The New Testament, here we go! And we are immediately drawn into the complications of ancient writing. Matthew opens his gospel with Jesus' family tree, which he traces from Abraham. Luke has a genealogy as well (3:23-28), which begins with Adam and therefore is significantly longer. Two unsettling complications: first, from David to Joseph, the two genealogies have almost no names in common - so who are these people? Second, Matthew is bent on a neat numerical scheme, setting up 14 generations each from Abraham to David, from David to the Babylonian Exile, and from the exile to Jesus - except that there are only 13 generations in the last group, so what does he mean? There's no solution to either of these problems. In any case, why should we care? Because establishing a "royal lineage" is seen by both writers as highly important to supporting their essential claim, that Jesus is the Messiah, the Christ. So take a fast look - don't worry about all the unknown names, but note the stories we read last year that are contained in the women Matthew includes in this list: Tamar, Rahab, Ruth, Bathsheba. Cool. Then walk around the church looking at our windows under the balconies, and see the whole thing - known as a "Jesse tree" as the family tree of Jesse, father of David - with the names as they were spelled in the King James Bible. Cool!

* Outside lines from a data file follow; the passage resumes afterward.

//! Cosine-decay-with-restarts learning-rate schedule.

use std::fmt;

/// Learning rate as a pure function of the global step count.
///
/// Decays from `initial_lr` along a cosine curve over `first_decay_steps`
/// steps, then restarts. With `t_mul = 1` every period has the same length,
/// so restarts land at exact multiples of `first_decay_steps`; `t_mul > 1`
/// stretches each successive period by that factor, and `m_mul` scales each
/// restart's peak. The rate never drops below `alpha * initial_lr`.
#[derive(Debug, Clone, PartialEq)]
pub struct CosineDecayRestarts {
    initial_lr: f64,
    first_decay_steps: usize,
    t_mul: f64,
    m_mul: f64,
    alpha: f64,
}

impl CosineDecayRestarts {
    /// Create a schedule.
    ///
    /// # Panics
    /// Panics if `first_decay_steps` is 0 or `t_mul < 1`.
    pub fn new(
        initial_lr: f64,
        first_decay_steps: usize,
        t_mul: f64,
        m_mul: f64,
        alpha: f64,
    ) -> Self {
        assert!(first_decay_steps > 0, "first_decay_steps must be positive");
        assert!(t_mul >= 1.0, "t_mul must be >= 1, got {t_mul}");
        Self {
            initial_lr,
            first_decay_steps,
            t_mul,
            m_mul,
            alpha,
        }
    }

    /// The learning rate at `step`.
    pub fn lr_at(&self, step: usize) -> f64 {
        let t = step as f64 / self.first_decay_steps as f64;

        // Locate the current restart period and the fraction completed in it.
        let (i_restart, fraction) = if (self.t_mul - 1.0).abs() < f64::EPSILON {
            let i = t.floor();
            (i, t - i)
        } else {
            // Periods form a geometric series; invert it to find the index.
            let i = ((1.0 - t * (1.0 - self.t_mul)).ln() / self.t_mul.ln()).floor();
            let elapsed = (1.0 - self.t_mul.powf(i)) / (1.0 - self.t_mul);
            (i, (t - elapsed) / self.t_mul.powf(i))
        };

        let m_fac = self.m_mul.powf(i_restart);
        let cosine_decayed = 0.5 * m_fac * (1.0 + (std::f64::consts::PI * fraction).cos());
        let decayed = (1.0 - self.alpha) * cosine_decayed + self.alpha;
        self.initial_lr * decayed
    }
}

impl fmt::Display for CosineDecayRestarts {
    fn fmt(&self, f: &mut fmt::Formatter<'_>) -> fmt::Result {
        write!(
            f,
            "CosineDecayRestarts(initial_lr={}, first_decay_steps={}, t_mul={}, m_mul={}, alpha={})",
            self.initial_lr, self.first_decay_steps, self.t_mul, self.m_mul, self.alpha
        )
    }
}

#[cfg(test)]
mod tests {
    use super::*;

    fn default_schedule() -> CosineDecayRestarts {
        CosineDecayRestarts::new(0.001, 5000, 1.0, 1.0, 0.1)
    }

    #[test]
    fn test_initial_rate_at_step_zero() {
        let schedule = default_schedule();
        assert!((schedule.lr_at(0) - 0.001).abs() < 1e-12);
    }

    #[test]
    fn test_restart_at_period_multiples() {
        let schedule = default_schedule();
        for step in [5000, 10000, 15000, 50000] {
            let lr = schedule.lr_at(step);
            assert!(
                (lr - 0.001).abs() < 1e-12,
                "expected restart to initial rate at step {step}, got {lr}"
            );
        }
        // Just before a restart the rate sits at the floor.
        let before = schedule.lr_at(4999);
        assert!(before < schedule.lr_at(5000));
    }

    #[test]
    fn test_bounded_below_by_alpha() {
        let schedule = default_schedule();
        let floor = 0.1 * 0.001;
        for step in (0..20000).step_by(13) {
            let lr = schedule.lr_at(step);
            assert!(
                lr >= floor - 1e-15,
                "lr {lr} fell below floor {floor} at step {step}"
            );
            assert!(lr <= 0.001 + 1e-15);
        }
    }

    #[test]
    fn test_midpoint_of_first_period() {
        // fraction = 0.5 -> cosine term 0.5 -> decayed = 0.9 * 0.5 + 0.1
        let schedule = default_schedule();
        let expected = 0.001 * (0.9 * 0.5 + 0.1);
        assert!((schedule.lr_at(2500) - expected).abs() < 1e-9);
    }

    #[test]
    fn test_t_mul_stretches_periods() {
        let schedule = CosineDecayRestarts::new(0.001, 5000, 2.0, 1.0, 0.1);
        // First restart after 5000 steps, second after 5000 + 10000.
        assert!((schedule.lr_at(5000) - 0.001).abs() < 1e-9);
        assert!((schedule.lr_at(15000) - 0.001).abs() < 1e-9);
        // Step 10000 is mid-second-period, not a restart.
        let mid = schedule.lr_at(10000);
        assert!(mid < 0.001 - 1e-6, "step 10000 should be mid-decay, got {mid}");
    }

    #[test]
    fn test_m_mul_scales_restart_peaks() {
        let schedule = CosineDecayRestarts::new(0.001, 5000, 1.0, 0.5, 0.0);
        assert!((schedule.lr_at(0) - 0.001).abs() < 1e-12);
        assert!((schedule.lr_at(5000) - 0.0005).abs() < 1e-9);
        assert!((schedule.lr_at(10000) - 0.00025).abs() < 1e-9);
    }

    #[test]
    #[should_panic]
    fn test_zero_period_rejected() {
        let _ = CosineDecayRestarts::new(0.001, 0, 1.0, 1.0, 0.1);
    }
}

Next we get Matthew's "birth narrative," the term used for the stories he and Luke tell about Jesus' birth. It's worth looking at Luke's version, in his first two chapters, at this point. We'll come back to it, of course, and explore it in detail then - for now, just note which elements of the "Christmas story" as we think of it are in which gospel. Note too the contradictory explanations about why/how Jesus is born in Bethlehem but grows up in Nazareth. And hark back to Isaiah 60 to see why Matthew is so excited about the "wise men," and why they become "kings" in the popular conception: "Nations shall come to your light,/ and kings to the brightness of your dawning;" (60:3) and, "They shall bring gold and frankincense,/ and proclaim the praise of the Lord." (60:6) Fulfilling prophecies is very much on Matthew's mind.
Finally, the baptism of Jesus in chapter three. This is the beginning of Jesus' "public ministry," and serves as the actual beginning event in the gospels of Mark and John. Note the quotation Matthew uses about John the Baptist - again from Isaiah, this time 40:3. Comparing Matthew's to the original, we can see that the punctuation has been changed, so that instead of the road being in the wilderness (Isaiah), the voice is in the wilderness (Matthew). Remember, then, that ancient Hebrew and Greek manuscripts had no punctuation at all, and enjoy the handiwork of the evangelist as interpreted by generations of readers!